* _Work to be completed_
Below are the records; collect from them each line containing the string "water".
◆ ◆ ◆ ◆
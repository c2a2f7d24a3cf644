use serde::{Deserialize, Serialize};
use serde_json::Value;
use std::collections::BTreeMap;
use tilescape_common::TileType;

/// Seed used by the built-in default config and when a config omits one.
pub const DEFAULT_SEED: &str = "DEFAULT";

const MAX_SEED_LEN: usize = 50;
const SUM_TOLERANCE: f64 = 0.01;

/// Errors from validating a generation config. Every variant means the
/// config is unusable and the built-in default should be used instead.
#[derive(Debug, thiserror::Error)]
pub enum ConfigError {
    #[error("config is not valid JSON: {0}")]
    Json(#[from] serde_json::Error),
    #[error("world size is missing")]
    MissingWorldSize,
    #[error("unknown world size {0:?}; expected small, medium, or large")]
    UnknownWorldSize(String),
    #[error("seed {0:?} must be 1-50 characters of A-Z, a-z, 0-9, '_' or '-'")]
    InvalidSeed(String),
    #[error("tile percentages are missing")]
    MissingPercentages,
    #[error("no percentage given for {0}")]
    MissingPercentage(TileType),
    #[error("unexpected tile percentage key {0:?}")]
    UnexpectedPercentage(String),
    #[error("percentage for {key} is not a finite number: {value}")]
    NonNumericPercentage { key: String, value: Value },
    #[error("percentage for {key} is {value}, outside [0, 100]")]
    PercentageOutOfRange { key: String, value: f64 },
    #[error("tile percentages sum to {0}, expected 100")]
    PercentageSum(f64),
}

/// World size class. Each class maps to a fixed tile count.
#[derive(Debug, Clone, Copy, PartialEq, Eq, Hash, Serialize, Deserialize)]
#[serde(rename_all = "lowercase")]
pub enum WorldSize {
    Small,
    Medium,
    Large,
}

impl WorldSize {
    /// Exact lowercase name match.
    pub fn parse(s: &str) -> Option<Self> {
        match s {
            "small" => Some(Self::Small),
            "medium" => Some(Self::Medium),
            "large" => Some(Self::Large),
            _ => None,
        }
    }

    pub fn name(self) -> &'static str {
        match self {
            Self::Small => "small",
            Self::Medium => "medium",
            Self::Large => "large",
        }
    }

    /// Grid size in tiles (columns, rows).
    pub fn tile_dimensions(self) -> (u32, u32) {
        match self {
            Self::Small => (50, 50),
            Self::Medium => (100, 100),
            Self::Large => (200, 200),
        }
    }
}

/// Share of the map, in percent, assigned to each canonical tile type.
#[derive(Debug, Clone, Copy, PartialEq, Serialize, Deserialize)]
pub struct TilePercentages {
    pub grass: f64,
    pub water: f64,
    pub wall: f64,
    pub cave: f64,
}

impl Default for TilePercentages {
    fn default() -> Self {
        Self {
            grass: 85.0,
            water: 10.0,
            wall: 3.0,
            cave: 2.0,
        }
    }
}

impl TilePercentages {
    pub fn get(&self, tile: TileType) -> f64 {
        match tile {
            TileType::Grass => self.grass,
            TileType::Water => self.water,
            TileType::Wall => self.wall,
            TileType::Cave => self.cave,
            TileType::Trail | TileType::Mana => 0.0,
        }
    }

    pub fn sum(&self) -> f64 {
        self.grass + self.water + self.wall + self.cave
    }
}

/// Generation config as supplied by a caller, before any checks.
#[derive(Debug, Clone, Default, Serialize, Deserialize)]
#[serde(rename_all = "camelCase")]
pub struct RawWorldConfig {
    #[serde(default)]
    pub world_size: Option<String>,
    #[serde(default)]
    pub seed: Option<String>,
    #[serde(default)]
    pub tile_percentages: Option<BTreeMap<String, Value>>,
}

impl RawWorldConfig {
    /// Parse a config from JSON. Only syntax and field types are checked here.
    pub fn from_json(json: &str) -> Result<Self, ConfigError> {
        Ok(serde_json::from_str(json)?)
    }
}

/// A validated, immutable generation config.
#[derive(Debug, Clone, PartialEq, Serialize, Deserialize)]
#[serde(rename_all = "camelCase")]
pub struct WorldConfig {
    pub world_size: WorldSize,
    pub seed: String,
    pub tile_percentages: TilePercentages,
}

impl Default for WorldConfig {
    fn default() -> Self {
        Self {
            world_size: WorldSize::Medium,
            seed: DEFAULT_SEED.to_string(),
            tile_percentages: TilePercentages::default(),
        }
    }
}

impl WorldConfig {
    /// Validate `raw`, substituting the built-in default when it fails.
    pub fn from_raw_or_default(raw: &RawWorldConfig) -> Self {
        match validate(raw) {
            Ok(config) => config,
            Err(e) => {
                tracing::warn!(error = %e, "world config rejected, using default config");
                Self::default()
            }
        }
    }

    /// Same config with a different seed. The new seed is validated.
    pub fn reseeded(&self, seed: &str) -> Result<Self, ConfigError> {
        check_seed(seed)?;
        Ok(Self {
            seed: seed.to_string(),
            ..self.clone()
        })
    }

    /// Convert back into the untrusted form, e.g. for writing to disk.
    pub fn to_raw(&self) -> RawWorldConfig {
        let percentages = TileType::CANONICAL
            .into_iter()
            .map(|t| (t.name().to_string(), Value::from(self.tile_percentages.get(t))))
            .collect();
        RawWorldConfig {
            world_size: Some(self.world_size.name().to_string()),
            seed: Some(self.seed.clone()),
            tile_percentages: Some(percentages),
        }
    }
}

/// Check a raw config and produce a [`WorldConfig`]. `raw` is not modified.
pub fn validate(raw: &RawWorldConfig) -> Result<WorldConfig, ConfigError> {
    let size_name = raw
        .world_size
        .as_deref()
        .ok_or(ConfigError::MissingWorldSize)?;
    let world_size = WorldSize::parse(size_name)
        .ok_or_else(|| ConfigError::UnknownWorldSize(size_name.to_string()))?;

    let seed = match raw.seed.as_deref() {
        Some(seed) => {
            check_seed(seed)?;
            seed.to_string()
        }
        None => DEFAULT_SEED.to_string(),
    };

    let map = raw
        .tile_percentages
        .as_ref()
        .ok_or(ConfigError::MissingPercentages)?;
    if let Some(extra) = map.keys().find(|k| {
        !TileType::CANONICAL
            .iter()
            .any(|t| t.name() == k.as_str())
    }) {
        return Err(ConfigError::UnexpectedPercentage(extra.clone()));
    }

    let mut values = [0.0; 4];
    for (slot, tile) in values.iter_mut().zip(TileType::CANONICAL) {
        let value = map
            .get(tile.name())
            .ok_or(ConfigError::MissingPercentage(tile))?;
        let number = value
            .as_f64()
            .filter(|v| v.is_finite())
            .ok_or_else(|| ConfigError::NonNumericPercentage {
                key: tile.name().to_string(),
                value: value.clone(),
            })?;
        if !(0.0..=100.0).contains(&number) {
            return Err(ConfigError::PercentageOutOfRange {
                key: tile.name().to_string(),
                value: number,
            });
        }
        *slot = number;
    }

    let [grass, water, wall, cave] = values;
    let tile_percentages = TilePercentages {
        grass,
        water,
        wall,
        cave,
    };
    let sum = tile_percentages.sum();
    if (sum - 100.0).abs() > SUM_TOLERANCE {
        return Err(ConfigError::PercentageSum(sum));
    }

    Ok(WorldConfig {
        world_size,
        seed,
        tile_percentages,
    })
}

fn check_seed(seed: &str) -> Result<(), ConfigError> {
    let valid_len = (1..=MAX_SEED_LEN).contains(&seed.len());
    let valid_chars = seed
        .bytes()
        .all(|b| b.is_ascii_alphanumeric() || b == b'_' || b == b'-');
    if valid_len && valid_chars {
        Ok(())
    } else {
        Err(ConfigError::InvalidSeed(seed.to_string()))
    }
}
//! Distance fog.
//!
//! With `max` the half-extent in tiles:
//! ```text
//! 0 ........ start (0.6 max) ........ max ........ extend (1.2 max) ....
//! |  content  |  content + overlay 0->f  | overlay 0->f only | skipped
//! ```
//! `f` is the fog intensity as a fraction.

/// Fraction of the half-extent where content starts to darken.
pub const FOG_START_FACTOR: f64 = 0.6;

/// Fraction of the half-extent where the fog band ends.
pub const FOG_EXTEND_FACTOR: f64 = 1.2;

/// What to draw for one cell.
#[derive(Debug, Clone, Copy, PartialEq)]
pub enum FogDecision {
    /// Beyond the fog band: draw nothing.
    Skip,
    /// Inside the band: a flat fog rectangle with this opacity, no content.
    FogOnly(f32),
    /// Draw content, then an overlay if the opacity is positive.
    Content { overlay: f32 },
}

#[derive(Debug, Clone, Copy, PartialEq)]
pub struct FogParams {
    pub max: f64,
    pub start: f64,
    pub extend: f64,
    /// Peak overlay opacity, `fog_intensity / 100`.
    pub strength: f64,
}

impl FogParams {
    pub fn new(half_extent: f64, fog_intensity: u32) -> Self {
        Self {
            max: half_extent,
            start: half_extent * FOG_START_FACTOR,
            extend: half_extent * FOG_EXTEND_FACTOR,
            strength: fog_intensity.min(100) as f64 / 100.0,
        }
    }

    pub fn decide(&self, distance: f64) -> FogDecision {
        if distance > self.extend {
            FogDecision::Skip
        } else if distance > self.max {
            FogDecision::FogOnly(self.ramp(distance, self.max, self.extend))
        } else if distance > self.start {
            FogDecision::Content {
                overlay: self.ramp(distance, self.start, self.max),
            }
        } else {
            FogDecision::Content { overlay: 0.0 }
        }
    }

    fn ramp(&self, distance: f64, from: f64, to: f64) -> f32 {
        let span = to - from;
        if span <= 0.0 {
            return self.strength as f32;
        }
        (self.strength * ((distance - from) / span).clamp(0.0, 1.0)) as f32
    }
}

#[cfg(test)]
mod tests {
    use super::*;

    fn overlay(decision: FogDecision) -> f32 {
        match decision {
            FogDecision::Content { overlay } => overlay,
            other => panic!("expected content, got {other:?}"),
        }
    }

    #[test]
    fn thresholds() {
        let fog = FogParams::new(10.0, 50);
        assert_eq!(fog.start, 6.0);
        assert_eq!(fog.extend, 12.0);
        assert_eq!(fog.strength, 0.5);
    }

    #[test]
    fn clear_inside_start() {
        let fog = FogParams::new(10.0, 75);
        assert_eq!(fog.decide(0.0), FogDecision::Content { overlay: 0.0 });
        assert_eq!(fog.decide(6.0), FogDecision::Content { overlay: 0.0 });
    }

    #[test]
    fn overlay_is_monotonic_and_peaks_at_max() {
        let fog = FogParams::new(16.0, 75);
        let mut last = 0.0;
        let mut d = fog.start;
        while d <= fog.max {
            let o = overlay(fog.decide(d));
            assert!(o >= last, "opacity fell at distance {d}");
            last = o;
            d += 0.25;
        }
        assert!((overlay(fog.decide(fog.max)) - 0.75).abs() < 1e-6);
    }

    #[test]
    fn band_ramps_then_skips() {
        let fog = FogParams::new(10.0, 100);
        let mut last = -1.0;
        for d in [10.5, 11.0, 11.5, 12.0] {
            match fog.decide(d) {
                FogDecision::FogOnly(o) => {
                    assert!(o > last);
                    last = o;
                }
                other => panic!("expected fog band at {d}, got {other:?}"),
            }
        }
        assert!((last - 1.0).abs() < 1e-6);
        assert_eq!(fog.decide(12.01), FogDecision::Skip);
        assert_eq!(fog.decide(100.0), FogDecision::Skip);
    }

    #[test]
    fn zero_intensity_never_darkens() {
        let fog = FogParams::new(10.0, 0);
        assert_eq!(fog.decide(9.0), FogDecision::Content { overlay: 0.0 });
        assert_eq!(fog.decide(11.0), FogDecision::FogOnly(0.0));
    }
}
◆ ◆ ◆ ◆
* _Solution_
    pub water: f64,
            water: 10.0,
            TileType::Water => self.water,
        self.grass + self.water + self.wall + self.cave
    let [grass, water, wall, cave] = values;
        water,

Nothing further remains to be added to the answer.